だいがくせいは大変である
ふみさま
2018/10/12(Fri) 04:27 No.114
その日の講義を一通り受け終わって楽俊が自分の部屋に戻ろうとすると、角を曲がった最後の廊下で鳴賢が待ち構えていた。きょとんと足を止めた楽俊に向き直り、ぱんっと大きく音を立てて手を合わせると頭を下げる。
「文張、頼みがある」
「おおい、どうしたんだよ、改まって」
「……経義、教えてくれ……」
経義というのは、経書と呼ばれる過去の名君や優れた官吏の残した書物をきちんと理解・解釈できているかを問う学問で、鳴賢はどうしてもこの教科が苦手で、それこそ大学に入る前からの弱点だったという。もちろん自力で学び取らないことには実力にはなりえないのだが、取っ掛かりすら見えずに困ることしかできずにいるらしい。先日は卒業できない伝説を覆してやると張り切っていた鳴賢も、さすがに中間考査が近付いてくるとどうしても弱気になってしまったようで、そんな前置きをぽつぽつと楽俊に話してくれた。

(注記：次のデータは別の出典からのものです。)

//! Habit roll-up for a single goal.

use chrono::NaiveDate;
use serde::{Deserialize, Serialize};

use super::completion_rate::{week_bounds, weekly_completion_rate};
use super::round1;
use crate::goal::{Goal, Habit, HabitCompletion};

#[derive(Debug, Clone, PartialEq, Serialize, Deserialize)]
#[serde(rename_all = "camelCase")]
pub struct GoalProgress {
    pub goal_id: String,
    pub total_habits: usize,
    pub active_habits: usize,
    /// Completions of this goal's habits inside the week
    pub completions_this_week: usize,
    /// Weekly completion rate restricted to this goal's habits, one decimal
    pub weekly_completion_rate: f64,
}

pub fn goal_progress(
    goal: &Goal,
    habits: &[Habit],
    completions: &[HabitCompletion],
    week_of: NaiveDate,
) -> GoalProgress {
    let own: Vec<Habit> = habits
        .iter()
        .filter(|h| h.goal_id == goal.id)
        .cloned()
        .collect();
    let (monday, sunday) = week_bounds(week_of);

    let completions_this_week = completions
        .iter()
        .filter(|c| c.completed && c.date >= monday && c.date <= sunday)
        .filter(|c| own.iter().any(|h| h.id == c.habit_id))
        .count();

    GoalProgress {
        goal_id: goal.id.clone(),
        total_habits: own.len(),
        active_habits: own.iter().filter(|h| h.is_active()).count(),
        completions_this_week,
        weekly_completion_rate: round1(weekly_completion_rate(&own, completions, week_of)),
    }
}

#[cfg(test)]
mod tests {
    use super::*;
    use crate::goal::{HabitFrequency, HabitStatus};

    #[test]
    fn test_only_goal_habits_count() {
        let goal = Goal::new("u1", "Become a runner");
        let run = Habit::new(&goal.id, "u1", "Run", HabitFrequency::Weekly);
        let mut stretch = Habit::new(&goal.id, "u1", "Stretch", HabitFrequency::Daily);
        stretch.status = HabitStatus::Paused;
        let other = Habit::new("other-goal", "u1", "Read", HabitFrequency::Daily);

        let monday = NaiveDate::from_ymd_opt(2025, 6, 2).unwrap();
        let completions = [
            HabitCompletion::new(&run.id, "u1", monday),
            HabitCompletion::new(&other.id, "u1", monday),
        ];

        let progress = goal_progress(&goal, &[run, stretch, other], &completions, monday);
        assert_eq!(progress.total_habits, 2);
        assert_eq!(progress.active_habits, 1);
        assert_eq!(progress.completions_this_week, 1);
        assert_eq!(progress.weekly_completion_rate, 100.0);
    }

    #[test]
    fn test_goal_without_habits() {
        let goal = Goal::new("u1", "Write more");
        let progress = goal_progress(&goal, &[], &[], NaiveDate::from_ymd_opt(2025, 6, 2).unwrap());
        assert_eq!(progress.total_habits, 0);
        assert_eq!(progress.weekly_completion_rate, 0.0);
    }
}
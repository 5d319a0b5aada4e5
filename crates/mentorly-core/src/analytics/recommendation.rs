//! Heuristic mentor recommendations.
//!
//! Score = interest matches, plus rating, plus capped experience. The weights
//! come from [`ScoringWeights`] and are tuning parameters.

use serde::{Deserialize, Serialize};

use crate::config::ScoringWeights;
use crate::user::User;

/// Directory filters applied before scoring.
#[derive(Debug, Clone, Default, PartialEq, Serialize, Deserialize)]
#[serde(rename_all = "camelCase")]
pub struct MentorQuery {
    /// Exact category, case-insensitive
    pub category: Option<String>,
    /// Substring of name, bio, skills or category, case-insensitive
    pub search: Option<String>,
}

impl MentorQuery {
    fn matches(&self, mentor: &User) -> bool {
        if let Some(category) = non_blank(&self.category) {
            let same = mentor
                .category
                .as_deref()
                .is_some_and(|c| c.eq_ignore_ascii_case(category));
            if !same {
                return false;
            }
        }

        if let Some(search) = non_blank(&self.search) {
            let needle = search.to_lowercase();
            let found = [mentor.name.as_str(), mentor.bio.as_str()]
                .into_iter()
                .chain(mentor.skills.iter().map(String::as_str))
                .chain(mentor.category.as_deref())
                .any(|hay| hay.to_lowercase().contains(&needle));
            if !found {
                return false;
            }
        }
        true
    }
}

fn non_blank(value: &Option<String>) -> Option<&str> {
    value.as_deref().map(str::trim).filter(|v| !v.is_empty())
}

#[derive(Debug, Clone, PartialEq, Serialize, Deserialize)]
#[serde(rename_all = "camelCase")]
pub struct ScoredMentor {
    pub mentor: User,
    pub score: f64,
    /// Mentee interests that matched one of the mentor's tags
    pub matched_interests: Vec<String>,
}

fn tags_overlap(interest: &str, tag: &str) -> bool {
    let interest = interest.to_lowercase();
    let tag = tag.to_lowercase();
    !interest.is_empty() && !tag.is_empty() && (tag.contains(&interest) || interest.contains(&tag))
}

fn score(interests: &[String], mentor: &User, weights: &ScoringWeights) -> ScoredMentor {
    let matched_interests: Vec<String> = interests
        .iter()
        .filter(|interest| mentor.tags().any(|tag| tags_overlap(interest, tag)))
        .cloned()
        .collect();

    let experience = if weights.sessions_divisor > 0.0 {
        (f64::from(mentor.total_sessions) / weights.sessions_divisor).min(weights.session_cap)
    } else {
        0.0
    };

    let score = matched_interests.len() as f64 * weights.interest_weight
        + mentor.rating * weights.rating_weight
        + experience;

    ScoredMentor {
        mentor: mentor.clone(),
        score,
        matched_interests,
    }
}

/// Filters `candidates` by `query`, scores them against the mentee's
/// `interests` and returns the best `max_results`.
///
/// Ties are broken by mentor id, so the result does not depend on the order
/// of `candidates`.
pub fn recommend_mentors(
    interests: &[String],
    candidates: &[User],
    query: &MentorQuery,
    weights: &ScoringWeights,
) -> Vec<ScoredMentor> {
    let mut scored: Vec<ScoredMentor> = candidates
        .iter()
        .filter(|m| m.role.is_mentor())
        .filter(|m| query.matches(m))
        .map(|m| score(interests, m, weights))
        .collect();

    scored.sort_by(|a, b| {
        b.score
            .total_cmp(&a.score)
            .then_with(|| a.mentor.id.cmp(&b.mentor.id))
    });
    scored.truncate(weights.max_results);
    scored
}

#[cfg(test)]
mod tests {
    use super::*;
    use crate::user::UserRole;

    fn mentor(id: &str, skills: &[&str], rating: f64, sessions: u32) -> User {
        let mut u = User::new(format!("Mentor {id}"), format!("{id}@example.com"), UserRole::Mentor);
        u.id = id.to_string();
        u.skills = skills.iter().map(|s| s.to_string()).collect();
        u.rating = rating;
        u.total_sessions = sessions;
        u
    }

    fn interests(tags: &[&str]) -> Vec<String> {
        tags.iter().map(|s| s.to_string()).collect()
    }

    #[test]
    fn test_empty_candidates() {
        let result = recommend_mentors(
            &interests(&["rust"]),
            &[],
            &MentorQuery::default(),
            &ScoringWeights::default(),
        );
        assert!(result.is_empty());
    }

    #[test]
    fn test_score_components() {
        let m = mentor("m1", &["Rust", "Systems Design"], 4.5, 350);
        let result = recommend_mentors(
            &interests(&["rust", "design", "cooking"]),
            &[m],
            &MentorQuery::default(),
            &ScoringWeights::default(),
        );
        // 2 matches * 30 + 4.5 * 20 + min(35, 20)
        assert_eq!(result[0].score, 60.0 + 90.0 + 20.0);
        assert_eq!(result[0].matched_interests, interests(&["rust", "design"]));
    }

    #[test]
    fn test_mentees_are_not_recommended() {
        let mut m = mentor("m1", &["rust"], 5.0, 10);
        m.role = UserRole::Mentee;
        let result = recommend_mentors(
            &interests(&["rust"]),
            &[m],
            &MentorQuery::default(),
            &ScoringWeights::default(),
        );
        assert!(result.is_empty());
    }

    #[test]
    fn test_category_and_search_filters() {
        let mut design = mentor("m1", &["Figma"], 4.0, 10);
        design.category = Some("Design".to_string());
        let mut eng = mentor("m2", &["Rust"], 4.0, 10);
        eng.category = Some("Engineering".to_string());
        let candidates = [design, eng];

        let by_category = recommend_mentors(
            &[],
            &candidates,
            &MentorQuery {
                category: Some("design".to_string()),
                search: None,
            },
            &ScoringWeights::default(),
        );
        assert_eq!(by_category.len(), 1);
        assert_eq!(by_category[0].mentor.id, "m1");

        let by_search = recommend_mentors(
            &[],
            &candidates,
            &MentorQuery {
                category: None,
                search: Some("RUST".to_string()),
            },
            &ScoringWeights::default(),
        );
        assert_eq!(by_search.len(), 1);
        assert_eq!(by_search[0].mentor.id, "m2");

        let blank = recommend_mentors(
            &[],
            &candidates,
            &MentorQuery {
                category: Some("  ".to_string()),
                search: Some(String::new()),
            },
            &ScoringWeights::default(),
        );
        assert_eq!(blank.len(), 2);
    }

    #[test]
    fn test_top_six_independent_of_input_order() {
        // Eight mentors, four of them tied on the cut line
        let candidates: Vec<User> = vec![
            mentor("a", &["rust"], 5.0, 0),
            mentor("b", &["rust"], 4.0, 0),
            mentor("c", &[], 3.0, 0),
            mentor("d", &[], 3.0, 0),
            mentor("e", &[], 3.0, 0),
            mentor("f", &[], 3.0, 0),
            mentor("g", &[], 3.0, 0),
            mentor("h", &[], 1.0, 0),
        ];
        let weights = ScoringWeights::default();
        let query = MentorQuery::default();
        let wanted = interests(&["rust"]);

        let forward = recommend_mentors(&wanted, &candidates, &query, &weights);
        let mut reversed_input = candidates.clone();
        reversed_input.reverse();
        let backward = recommend_mentors(&wanted, &reversed_input, &query, &weights);

        let ids = |r: &[ScoredMentor]| r.iter().map(|s| s.mentor.id.clone()).collect::<Vec<_>>();
        assert_eq!(forward.len(), 6);
        assert_eq!(ids(&forward), ids(&backward));
        assert_eq!(ids(&forward), vec!["a", "b", "c", "d", "e", "f"]);
    }
}
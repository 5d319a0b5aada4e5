//! Naive keyword extraction from free-text feedback.
//!
//! Whitespace tokens, trimmed of punctuation and lowercased. This is a
//! frequency-free heuristic, not language processing.

use std::collections::HashSet;

use crate::config::KeywordSettings;

/// Distinct tokens longer than `min_token_len`, in first-seen order, capped
/// at `max_keywords`.
pub fn extract_keywords<'a>(
    texts: impl IntoIterator<Item = &'a str>,
    settings: &KeywordSettings,
) -> Vec<String> {
    let mut seen = HashSet::new();
    let mut keywords = Vec::new();

    for text in texts {
        for raw in text.split_whitespace() {
            if keywords.len() >= settings.max_keywords {
                return keywords;
            }
            let token = raw
                .trim_matches(|c: char| !c.is_alphanumeric())
                .to_lowercase();
            if token.chars().count() > settings.min_token_len && seen.insert(token.clone()) {
                keywords.push(token);
            }
        }
    }
    keywords
}

#[cfg(test)]
mod tests {
    use super::*;

    #[test]
    fn test_short_tokens_and_duplicates_dropped() {
        let settings = KeywordSettings::default();
        let keywords = extract_keywords(
            ["Very clear, practical examples.", "Clear examples and great pacing!"],
            &settings,
        );
        assert_eq!(keywords, vec!["clear", "practical", "examples", "great", "pacing"]);
    }

    #[test]
    fn test_cap_applies() {
        let settings = KeywordSettings {
            min_token_len: 4,
            max_keywords: 2,
        };
        let keywords = extract_keywords(["alpha bravo charlie delta"], &settings);
        assert_eq!(keywords, vec!["alpha", "bravo"]);
    }

    #[test]
    fn test_empty_input() {
        assert!(extract_keywords(Vec::<&str>::new(), &KeywordSettings::default()).is_empty());
        assert!(extract_keywords(["", "   "], &KeywordSettings::default()).is_empty());
    }
}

「この間弓の練習に付き合ったからその代わりってことで、なにとぞ頼む」
「や、べつにそういう取引みてえなのはおいら気にしねえけどさ、おいらだってそこまで得意じゃねえぞ?」
「文張の字を老師から賜っといてそれを言うか?」
楽俊の部屋の背丈の低めの椅子に腰かけて話したことで、少し落ち着いたのか普段の調子を取り戻しつつある鳴賢の言葉に、楽俊は居心地悪そうに耳の後ろをかく。
「いやあ、おいらがわりと得意なのはあくまでも論策(論文)だし、その文張ってのも……。まあいいや、おいらのできる範囲で手伝ってやるよ。でも、本当に、できる範囲だからな」
小さくため息を吐いて強調した楽俊の言葉に、鳴賢はありがとう、とまた頭を下げた。
「……ってえわけで、つまりここから解釈できるのは、何かを正すには不満を言うだけじゃ足りねえ、きちんと代わりの案を持ってこなきゃならねえってことだな」
書卓に広げた経書に目を落としながら一通り話し終えて、鳴賢がぽかんと自分の顔を見ているのに気付き、楽俊は苦笑した。
「おーい鳴賢? ちゃんと聞いてたか?」
「あ、ああ。聞いてた。すげえ解りやすかったよ」
「そいつはよかった。で、なんでおいらの顔なんか見てたんだ?」
今度は鳴賢が苦笑する番だった。楽俊の聡明さには時々驚かされるが、今度こそこれは本物だ、と思ったのだ。父親の書き溜めた書物から勉強したと言っていた楽俊のことだから、文章を書く力だけでなく読み解く力も優れているのは考えてみれば当然かもしれない。自分も卒業を目指す身だし、悔しいから思うだけで言いはしないが。
「……なんだ、その……ひげがぴょこぴょこ動くのが面白かったんだよ」
「あのなあ、からかうなら続きやらねえぞ?」
「うわあ冗談冗談、お願いします文張さまさま」
こうして、二人の学生の夜は更けていったのであった。